#### [TASK DESCRIPTION]
Gather each line containing the string "stats" from these entries.

<<<<

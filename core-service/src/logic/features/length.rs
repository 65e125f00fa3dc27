//! Per-stroke length & duration statistics
//!
//! Every stroke contributes, including empty ones (length 0, duration 0).

use super::guard::{on_values, AnalysisInput};
use super::layout::FEATURE_DEFAULT;
use super::stats;

fn lengths(input: &AnalysisInput<'_>) -> Vec<f64> {
    input.strokes.iter().map(|s| s.path_length()).collect()
}

fn durations(input: &AnalysisInput<'_>) -> Vec<f64> {
    input.strokes.iter().map(|s| s.duration_ms() as f64).collect()
}

fn stroke_stat(values: &[f64], stat: fn(&[f64]) -> Option<f64>) -> f64 {
    on_values(values, 1, |values| stat(values).unwrap_or(FEATURE_DEFAULT))
}

pub fn avg_stroke_length(input: &AnalysisInput<'_>) -> f64 {
    stroke_stat(&lengths(input), stats::mean)
}

pub fn total_length(input: &AnalysisInput<'_>) -> f64 {
    on_values(&lengths(input), 1, |lengths| lengths.iter().sum())
}

pub fn length_variation(input: &AnalysisInput<'_>) -> f64 {
    stroke_stat(&lengths(input), stats::std_dev)
}

pub fn avg_stroke_duration(input: &AnalysisInput<'_>) -> f64 {
    stroke_stat(&durations(input), stats::mean)
}

pub fn duration_variation(input: &AnalysisInput<'_>) -> f64 {
    stroke_stat(&durations(input), stats::std_dev)
}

>>>>

#### [EXERCISE SOLUTION]
use super::stats;
    stroke_stat(&lengths(input), stats::mean)
    stroke_stat(&lengths(input), stats::std_dev)
    stroke_stat(&durations(input), stats::mean)
    stroke_stat(&durations(input), stats::std_dev)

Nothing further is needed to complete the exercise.